Compact, light weight, and easily transported, mortars are ideal for use by infantry units. The weapon provides infantry soldiers with explosive firepower from a trench or enclosed area. Mortars are often used in situations where artillery support is not available or practical. Mortar shells can range in size from 60 millimeters (small) to 120 millimeters (large). They are mostly used for short-range attacks. Mortars are not able to fire explosive shells over long distances.
History and Popularity
Mortars have existed for more than 200 years. Early versions of the weapon were large cast iron bowls that could not be transported. The name mortar comes from the "mortar" that is used in kitchens and pharmacies to grind up food and medications. Mortars became popular in trench warfare because they fired at a high, arcing trajectory. This meant that mortars seldom landed back in the trench where they were launched.

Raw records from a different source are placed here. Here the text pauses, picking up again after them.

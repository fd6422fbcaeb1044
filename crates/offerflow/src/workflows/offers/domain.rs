use std::fmt;

use serde::{Deserialize, Serialize};

/// Identifier wrapper for students.
#[derive(Debug, Clone, PartialEq, Eq, Hash, Serialize, Deserialize)]
#[serde(transparent)]
pub struct StudentId(pub String);

/// Identifier wrapper for applications.
#[derive(Debug, Clone, PartialEq, Eq, Hash, Serialize, Deserialize)]
#[serde(transparent)]
pub struct ApplicationId(pub String);

/// Identifier wrapper for follow-up tasks.
#[derive(Debug, Clone, PartialEq, Eq, Hash, Serialize, Deserialize)]
#[serde(transparent)]
pub struct TaskId(pub String);

impl fmt::Display for StudentId {
    fn fmt(&self, f: &mut fmt::Formatter<'_>) -> fmt::Result {
        f.write_str(&self.0)
    }
}

impl fmt::Display for ApplicationId {
    fn fmt(&self, f: &mut fmt::Formatter<'_>) -> fmt::Result {
        f.write_str(&self.0)
    }
}

impl fmt::Display for TaskId {
    fn fmt(&self, f: &mut fmt::Formatter<'_>) -> fmt::Result {
        f.write_str(&self.0)
    }
}

/// A student tracked by the consultancy. `name` is the case-insensitive dedup key.
#[derive(Debug, Clone, PartialEq, Eq, Serialize, Deserialize)]
pub struct Student {
    pub student_id: StudentId,
    pub name: String,
    #[serde(default, skip_serializing_if = "Option::is_none")]
    pub contact: Option<String>,
    #[serde(default, skip_serializing_if = "Option::is_none")]
    pub consultant_name: Option<String>,
    #[serde(default, skip_serializing_if = "Option::is_none")]
    pub notes: Option<String>,
}

impl Student {
    pub fn matches_name(&self, name: &str) -> bool {
        self.name.to_lowercase() == name.to_lowercase()
    }
}

/// Coarse outcome of a university application.
#[derive(Debug, Clone, Copy, PartialEq, Eq, Hash, Serialize, Deserialize, Default)]
pub enum OfferStatus {
    #[default]
    None,
    Offer,
    Reject,
    Waitlist,
}

impl OfferStatus {
    pub const fn label(self) -> &'static str {
        match self {
            OfferStatus::None => "None",
            OfferStatus::Offer => "Offer",
            OfferStatus::Reject => "Reject",
            OfferStatus::Waitlist => "Waitlist",
        }
    }
}

/// Conditionality of an accepted offer.
#[derive(Debug, Clone, Copy, PartialEq, Eq, Hash, Serialize, Deserialize, Default)]
pub enum OfferType {
    Conditional,
    Unconditional,
    #[default]
    Unknown,
}

impl OfferType {
    pub const fn label(self) -> &'static str {
        match self {
            OfferType::Conditional => "Conditional",
            OfferType::Unconditional => "Unconditional",
            OfferType::Unknown => "Unknown",
        }
    }
}

/// One application slot per student and university.
#[derive(Debug, Clone, PartialEq, Eq, Serialize, Deserialize)]
pub struct Application {
    pub application_id: ApplicationId,
    pub student_id: StudentId,
    pub university: String,
    pub program: String,
    pub offer_status: OfferStatus,
    pub offer_type: OfferType,
    #[serde(default, skip_serializing_if = "Option::is_none")]
    pub offer_date: Option<String>,
    #[serde(default, skip_serializing_if = "Option::is_none")]
    pub deposit_amount: Option<String>,
    #[serde(default, skip_serializing_if = "Option::is_none")]
    pub deposit_deadline: Option<String>,
    /// Next steps copied from the letter. Task entities are the source of truth.
    #[serde(default)]
    pub tasks_to_do: Vec<String>,
    /// Verification excerpt from the letter.
    #[serde(default, skip_serializing_if = "Option::is_none")]
    pub raw_pdf_text: Option<String>,
    /// Epoch milliseconds of the last write.
    pub last_updated_timestamp: i64,
    #[serde(default, skip_serializing_if = "Option::is_none")]
    pub school_id_ref: Option<String>,
}

impl Application {
    pub fn matches(&self, student_id: &StudentId, university: &str) -> bool {
        &self.student_id == student_id
            && self.university.to_lowercase() == university.to_lowercase()
    }
}

#[derive(Debug, Clone, Copy, PartialEq, Eq, Hash, Serialize, Deserialize, Default)]
#[serde(rename_all = "lowercase")]
pub enum TaskStatus {
    #[default]
    Pending,
    Done,
}

impl TaskStatus {
    pub const fn label(self) -> &'static str {
        match self {
            TaskStatus::Pending => "pending",
            TaskStatus::Done => "done",
        }
    }

    pub fn parse(value: &str) -> Option<Self> {
        match value.trim().to_ascii_lowercase().as_str() {
            "pending" | "todo" | "open" => Some(Self::Pending),
            "done" | "complete" | "completed" => Some(Self::Done),
            _ => None,
        }
    }
}

/// Follow-up action attached to an application.
#[derive(Debug, Clone, PartialEq, Eq, Serialize, Deserialize)]
pub struct Task {
    pub task_id: TaskId,
    pub application_id: ApplicationId,
    pub task_description: String,
    #[serde(default, skip_serializing_if = "Option::is_none")]
    pub deadline: Option<String>,
    pub status: TaskStatus,
}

Over the years, mortars became increasingly light weight, compact and transportable. Additionally, the weapon’s accuracy and explosive impact increased. Today, mortars are frequently used in Iraq and Afghanistan by U.S. forces, as well as enemy combatants. Terrorist organizations often use makeshift mortars against better equipped militaries.
The Biggest Mortars
The biggest mortar ever recorded was the "monster mortar" developed by the French military in the 19th Century. This mortar measured 975 millimeters. The U.S. military developed a giant mortar for use in World War Two. Named "Little David," the mortar measured 910 millimeters. However, the Little David mortar was never used by the U.S. military in combat as it did not make it past the development stage.